The Final Rule also includes some important definitions.  For example, the Final Rule defines “consumer reviews” as reviews published to a website or platform dedicated (in whole or in part) to receiving and displaying consumer evaluations, including, for example, via reviews or  ratings.

The Final Rule defines “consumer review hosting” as “providing the technological means by which a website or platform enables consumers to see or hear the consumer reviews that consumers have submitted to the website or platform.”  In simple terms, this means that if an employee posts an unsolicited review on a corporate website concerning a product/service that they have experience using, it may not necessarily be considered deceptive as long as the material connection is disclosed.

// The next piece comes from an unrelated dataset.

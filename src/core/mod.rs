// Core module - Process host
pub mod host;

pub use host::{ArgumentParser, CliHost};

“Clear and conspicuous” disclosures (such as, for example and without limitation, those pertaining to material relationships between a manager or officer to a brand), must be unavoidable, and easy to notice and understand for ordinary, reasonable consumers.  Note, for  audiovisual content, disclosures must be presented in “at least the same means as the representations requiring the disclosure.”

The Final Rule follows the FTC’s Updated Endorsement Guidelines (2023).  The FTC Endorsement Guides address a much broader range of conduct than the Final Rule, and provide best practice recommendations regarding the use of product endorsements and reviews in advertising.

What are the Requirements of the FTC Final Rule on Reviews and Testimonials?

The Final Rule largely codifies existing FTC policy related to reviews and testimonials and sets forth limitations for a handful of categories of conduct that the FTC will consider deceptive.  In part, the Final Rule prevents covered entities and their agents from using fake reviews and deceptive testimonials, suppressing honest negative reviews and paying for positive reviews.

In pertinent part and without limitation:

  1. 16 CFR § 465.2: Fake or false consumer reviews, consumer testimonials, or celebrity testimonials

Business and brands are prohibited from creating, buying, selling or disseminating fake or false reviews or testimonials, including, but not limited to, those that expressly or impliedly misrepresent they are by someone that does not exist (for example and without limitation, AI-generated reviews), by someone that does not have experience with the product/service, those that misrepresent experience with a product or service, and negative reviews intended to damage competitors.

Businesses and brands are prohibited from creating, purchasing, procuring or disseminating such reviews (and/or facilitating dissemination) when the business knew or should have known that the reviews or testimonials were not bona fide.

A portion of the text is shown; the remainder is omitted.